Affable and easygoing, with an all-American air in a baroque culture, Mr. Burke is a numerary in Opus Dei, which means, he said, that he is celibate and gives most of his income to the movement.

He is the second Opus Dei member to take on a crucial role dealing with Vatican communications. The first was Joaquín Navarro-Valls, a psychologist and journalist who, as the Vatican spokesman under John Paul, was known for his skillful efforts to shape John Paul's image in the media and the world.

Vatican experts said that Mr Burke's hiring could be seen as an implicit rebuke to the Vatican spokesman, Father Lombardi, a Jesuit priest who is also the director of Vatican Radio and has struggled to contend with the multiple scandals on Pope Benedict's watch.

Mr Burke will answer directly to the Vatican's third-ranking official, Archbishop Giovanni Angelo Becciu, the deputy to Cardinal Bertone. He will also work closely with Msgr. Peter Wells, an Oklahoman who as Archbishop Becciu's deputy has taken an active role in improving the Vatican's communications in the face of recent scandals.

"For a global institution with a billion followers worldwide, let's just say the press operation is locally understaffed," he said.

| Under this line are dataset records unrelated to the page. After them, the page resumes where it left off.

//! The static field table: which fields a rule may reference, the value type
//! of each field and the operators that are legal for that type.
//!
//! This table is shared by condition construction and by the query
//! translator, so a (type, operator) pair is valid in both or in neither.

use std::collections::HashMap;
use std::fmt;
use std::str::FromStr;

use bimap::BiMap;
use lazy_static::lazy_static;
use serde::{Deserialize, Serialize};

// ------------- FieldType -------------
#[derive(Debug, Clone, Copy, PartialEq, Eq, Hash, Serialize, Deserialize)]
#[serde(rename_all = "lowercase")]
pub enum FieldType {
    Date,
    Id,
    String,
    Number,
    Boolean,
}

impl FieldType {
    pub fn operators(&self) -> &'static [Operator] {
        use Operator::*;
        match self {
            FieldType::Date => &[Is, IsApprox, Gt, Gte, Lt, Lte],
            FieldType::Id | FieldType::String => &[
                Is,
                Contains,
                Matches,
                OneOf,
                IsNot,
                DoesNotContain,
                NotOneOf,
            ],
            FieldType::Number => &[Is, IsApprox, IsBetween, Gt, Gte, Lt, Lte],
            FieldType::Boolean => &[Is, True, False],
        }
    }
    pub fn allows(&self, op: Operator) -> bool {
        self.operators().contains(&op)
    }
    pub fn nullable(&self) -> bool {
        matches!(self, FieldType::Id | FieldType::String)
    }
    pub fn as_str(&self) -> &'static str {
        match self {
            FieldType::Date => "date",
            FieldType::Id => "id",
            FieldType::String => "string",
            FieldType::Number => "number",
            FieldType::Boolean => "boolean",
        }
    }
}
impl fmt::Display for FieldType {
    fn fmt(&self, f: &mut fmt::Formatter) -> fmt::Result {
        write!(f, "{}", self.as_str())
    }
}

// ------------- Operator -------------
#[derive(Debug, Clone, Copy, PartialEq, Eq, Hash, Serialize, Deserialize)]
pub enum Operator {
    #[serde(rename = "is")]
    Is,
    #[serde(rename = "isNot")]
    IsNot,
    #[serde(rename = "isapprox")]
    IsApprox,
    #[serde(rename = "isbetween")]
    IsBetween,
    #[serde(rename = "contains")]
    Contains,
    #[serde(rename = "doesNotContain")]
    DoesNotContain,
    #[serde(rename = "oneOf")]
    OneOf,
    #[serde(rename = "notOneOf")]
    NotOneOf,
    #[serde(rename = "matches")]
    Matches,
    #[serde(rename = "gt")]
    Gt,
    #[serde(rename = "gte")]
    Gte,
    #[serde(rename = "lt")]
    Lt,
    #[serde(rename = "lte")]
    Lte,
    #[serde(rename = "true")]
    True,
    #[serde(rename = "false")]
    False,
}

impl Operator {
    pub const ALL: [Operator; 15] = [
        Operator::Is,
        Operator::IsNot,
        Operator::IsApprox,
        Operator::IsBetween,
        Operator::Contains,
        Operator::DoesNotContain,
        Operator::OneOf,
        Operator::NotOneOf,
        Operator::Matches,
        Operator::Gt,
        Operator::Gte,
        Operator::Lt,
        Operator::Lte,
        Operator::True,
        Operator::False,
    ];
    pub fn as_str(&self) -> &'static str {
        match self {
            Operator::Is => "is",
            Operator::IsNot => "isNot",
            Operator::IsApprox => "isapprox",
            Operator::IsBetween => "isbetween",
            Operator::Contains => "contains",
            Operator::DoesNotContain => "doesNotContain",
            Operator::OneOf => "oneOf",
            Operator::NotOneOf => "notOneOf",
            Operator::Matches => "matches",
            Operator::Gt => "gt",
            Operator::Gte => "gte",
            Operator::Lt => "lt",
            Operator::Lte => "lte",
            Operator::True => "true",
            Operator::False => "false",
        }
    }
    /// Operators whose value is a set of strings.
    pub fn is_set_op(&self) -> bool {
        matches!(self, Operator::OneOf | Operator::NotOneOf)
    }
    /// Weight used when ranking rules; more specific operators weigh more.
    pub fn weight(&self) -> u32 {
        match self {
            Operator::Is | Operator::IsNot => 10,
            Operator::OneOf | Operator::NotOneOf => 9,
            Operator::IsApprox | Operator::IsBetween => 5,
            Operator::Gt | Operator::Gte | Operator::Lt | Operator::Lte => 1,
            _ => 0,
        }
    }
    pub fn is_exact_like(&self) -> bool {
        matches!(
            self,
            Operator::Is
                | Operator::IsNot
                | Operator::IsApprox
                | Operator::OneOf
                | Operator::NotOneOf
        )
    }
}
impl FromStr for Operator {
    type Err = String;
    fn from_str(s: &str) -> Result<Self, Self::Err> {
        Operator::ALL
            .iter()
            .find(|op| op.as_str() == s)
            .copied()
            .ok_or_else(|| s.to_string())
    }
}
impl fmt::Display for Operator {
    fn fmt(&self, f: &mut fmt::Formatter) -> fmt::Result {
        write!(f, "{}", self.as_str())
    }
}

// ------------- Field table -------------
/// Reserved record key written by the link-schedule action.
pub const SCHEDULE_FIELD: &str = "schedule";

lazy_static! {
    static ref FIELD_TYPES: HashMap<&'static str, FieldType> = {
        let mut m = HashMap::new();
        m.insert("imported_payee", FieldType::String);
        m.insert("payee", FieldType::Id);
        m.insert("payee_name", FieldType::String);
        m.insert("date", FieldType::Date);
        m.insert("notes", FieldType::String);
        m.insert("amount", FieldType::Number);
        m.insert("category", FieldType::Id);
        m.insert("account", FieldType::Id);
        m.insert("cleared", FieldType::Boolean);
        m.insert("reconciled", FieldType::Boolean);
        m.insert("transfer", FieldType::Boolean);
        m.insert("parent", FieldType::Boolean);
        m
    };
    // public name on the left, the query layer's internal name on the right
    static ref FIELD_NAMES: BiMap<&'static str, &'static str> = {
        let mut m = BiMap::new();
        m.insert("id", "id");
        m.insert("imported_payee", "imported_description");
        m.insert("payee", "description");
        m.insert("payee_name", "payee_name");
        m.insert("date", "date");
        m.insert("notes", "notes");
        m.insert("amount", "amount");
        m.insert("category", "category");
        m.insert("account", "acct");
        m.insert("cleared", "cleared");
        m.insert("reconciled", "reconciled");
        m.insert("transfer", "transfer");
        m.insert("parent", "parent");
        m.insert("is_parent", "isParent");
        m.insert("is_child", "isChild");
        m.insert("parent_id", "parent_id");
        m.insert("imported_id", "financial_id");
        m.insert("transfer_id", "transferred_id");
        m.insert(SCHEDULE_FIELD, SCHEDULE_FIELD);
        m
    };
}

/// Type of a rule-addressable field, `None` when the field is unknown.
pub fn field_type(field: &str) -> Option<FieldType> {
    FIELD_TYPES.get(field).copied()
}

pub fn fields() -> impl Iterator<Item = (&'static str, FieldType)> {
    FIELD_TYPES.iter().map(|(name, t)| (*name, *t))
}

pub fn is_valid_op(field: &str, op: Operator) -> bool {
    field_type(field).is_some_and(|t| t.allows(op))
}

/// Maps a public field name to the name used by the storage/query layer.
/// Names outside the table pass through unchanged.
pub fn to_internal_field(field: &str) -> String {
    FIELD_NAMES
        .get_by_left(field)
        .map(|s| s.to_string())
        .unwrap_or_else(|| field.to_string())
}

pub fn to_public_field(field: &str) -> String {
    FIELD_NAMES
        .get_by_right(field)
        .map(|s| s.to_string())
        .unwrap_or_else(|| field.to_string())
}
use std::fmt;

use serde::{Deserialize, Serialize};
use serde_json::{Map, Value};

use crate::datatype::json_amount;

pub const SUBTRANSACTIONS: &str = "subtransactions";

/// A transaction as a flat JSON object keyed by public field names.
///
/// A key that is present with a `null` value is different from a missing
/// key: conditions never match a missing field.
#[derive(Debug, Clone, Default, PartialEq, Serialize, Deserialize)]
#[serde(transparent)]
pub struct Record(Map<String, Value>);

/// The changed keys produced by running a rule.
pub type Patch = Map<String, Value>;

impl Record {
    pub fn new() -> Self {
        Self(Map::new())
    }
    /// `None` unless the value is a JSON object.
    pub fn from_value(value: Value) -> Option<Self> {
        match value {
            Value::Object(map) => Some(Self(map)),
            _ => None,
        }
    }
    pub fn get(&self, field: &str) -> Option<&Value> {
        self.0.get(field)
    }
    pub fn contains(&self, field: &str) -> bool {
        self.0.contains_key(field)
    }
    pub fn set(&mut self, field: &str, value: Value) {
        self.0.insert(field.to_string(), value);
    }
    pub fn remove(&mut self, field: &str) -> Option<Value> {
        self.0.remove(field)
    }
    pub fn id(&self) -> Option<&str> {
        self.0.get("id").and_then(Value::as_str)
    }
    pub fn str(&self, field: &str) -> Option<&str> {
        self.0.get(field).and_then(Value::as_str)
    }
    pub fn amount(&self) -> Option<i64> {
        self.0.get("amount").and_then(json_amount)
    }
    pub fn is_child(&self) -> bool {
        self.flag("is_child")
    }
    pub fn is_parent(&self) -> bool {
        self.flag("is_parent")
    }
    fn flag(&self, field: &str) -> bool {
        self.0.get(field).and_then(Value::as_bool).unwrap_or(false)
    }
    pub fn subtransactions(&self) -> Vec<Record> {
        match self.0.get(SUBTRANSACTIONS) {
            Some(Value::Array(items)) => items
                .iter()
                .filter_map(|v| Record::from_value(v.clone()))
                .collect(),
            _ => Vec::new(),
        }
    }
    pub fn fields(&self) -> impl Iterator<Item = (&String, &Value)> {
        self.0.iter()
    }
    pub fn as_map(&self) -> &Map<String, Value> {
        &self.0
    }
    pub fn into_value(self) -> Value {
        Value::Object(self.0)
    }
    /// Keys whose value differs from `before`, including newly added keys.
    pub fn diff(&self, before: &Record) -> Patch {
        self.0
            .iter()
            .filter(|(k, v)| before.0.get(*k) != Some(*v))
            .map(|(k, v)| (k.clone(), v.clone()))
            .collect()
    }
    pub fn merge(&mut self, patch: &Patch) {
        for (k, v) in patch {
            self.0.insert(k.clone(), v.clone());
        }
    }
}

impl From<Map<String, Value>> for Record {
    fn from(map: Map<String, Value>) -> Self {
        Self(map)
    }
}

impl fmt::Display for Record {
    fn fmt(&self, f: &mut fmt::Formatter) -> fmt::Result {
        write!(f, "{}", Value::Object(self.0.clone()))
    }
}
//! A single typed predicate over one record field.
//!
//! Construction validates the field, the operator and the value against
//! [`crate::schema`] and resolves the value into a [`ConditionValue`]; `eval`
//! then only ever dispatches on the already parsed value.
use std::fmt;

use chrono::Days;
use regex::{Regex, RegexBuilder};
use serde::{Deserialize, Serialize};
use serde_json::Value;

use crate::datatype::{DateValue, NumberValue, approx_threshold, format_date, parse_date};
use crate::error::ConstructionError;
use crate::record::Record;
use crate::schedule::Schedule;
use crate::schema::{FieldType, Operator, field_type};

// days either side of a date accepted by `isapprox`
pub const APPROX_DAYS: u64 = 2;

fn is_false(b: &bool) -> bool {
    !*b
}

/// Sign filter for amount conditions.
#[derive(Debug, Clone, Copy, Default, PartialEq, Eq, Serialize, Deserialize)]
pub struct ConditionOptions {
    #[serde(default, skip_serializing_if = "is_false")]
    pub inflow: bool,
    #[serde(default, skip_serializing_if = "is_false")]
    pub outflow: bool,
}

/// The persisted shape of a condition.
#[derive(Debug, Clone, PartialEq, Serialize, Deserialize)]
pub struct ConditionDescriptor {
    pub op: String,
    pub field: String,
    #[serde(default)]
    pub value: Value,
    #[serde(default, skip_serializing_if = "Option::is_none")]
    pub options: Option<ConditionOptions>,
    #[serde(rename = "type", default, skip_serializing_if = "Option::is_none")]
    pub field_type: Option<String>,
}

impl ConditionDescriptor {
    pub fn new(op: &str, field: &str, value: Value) -> Self {
        Self {
            op: op.to_string(),
            field: field.to_string(),
            value,
            options: None,
            field_type: None,
        }
    }
    pub fn with_options(mut self, options: ConditionOptions) -> Self {
        self.options = Some(options);
        self
    }
}

// ------------- ConditionValue -------------
#[derive(Debug, Clone)]
pub enum ConditionValue {
    Date(DateValue),
    Number(NumberValue),
    /// Lower-cased scalar; `None` is an explicit null (id fields only).
    Text(Option<String>),
    /// Lower-cased members of a `oneOf`/`notOneOf` set.
    Set(Vec<String>),
    Pattern(Regex),
    Boolean(bool),
    /// `true`/`false` operators carry no value.
    Flag,
}

// ------------- Condition -------------
#[derive(Debug, Clone)]
pub struct Condition {
    field: String,
    field_type: FieldType,
    op: Operator,
    value: ConditionValue,
    // as authored, input to every id remapping
    raw_value: Value,
    // raw_value after the latest remapping, what serialize() writes
    effective: Value,
    options: Option<ConditionOptions>,
}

For his part, Father Lombardi said he welcomed Mr. Burke's arrival, which he said was aimed at "integrating" communications between the Secretariat of State and other Vatican communications organs, including Vatican Radio and the newspaper L'Osservatore Romano.

"I am not going to be a power guy," Mr Burke said. "I'm not going to be making the decisions. But I certainly hope to be sitting at the table when those decisions are made. I have the sense that this is not going to be easy. This is tough stuff."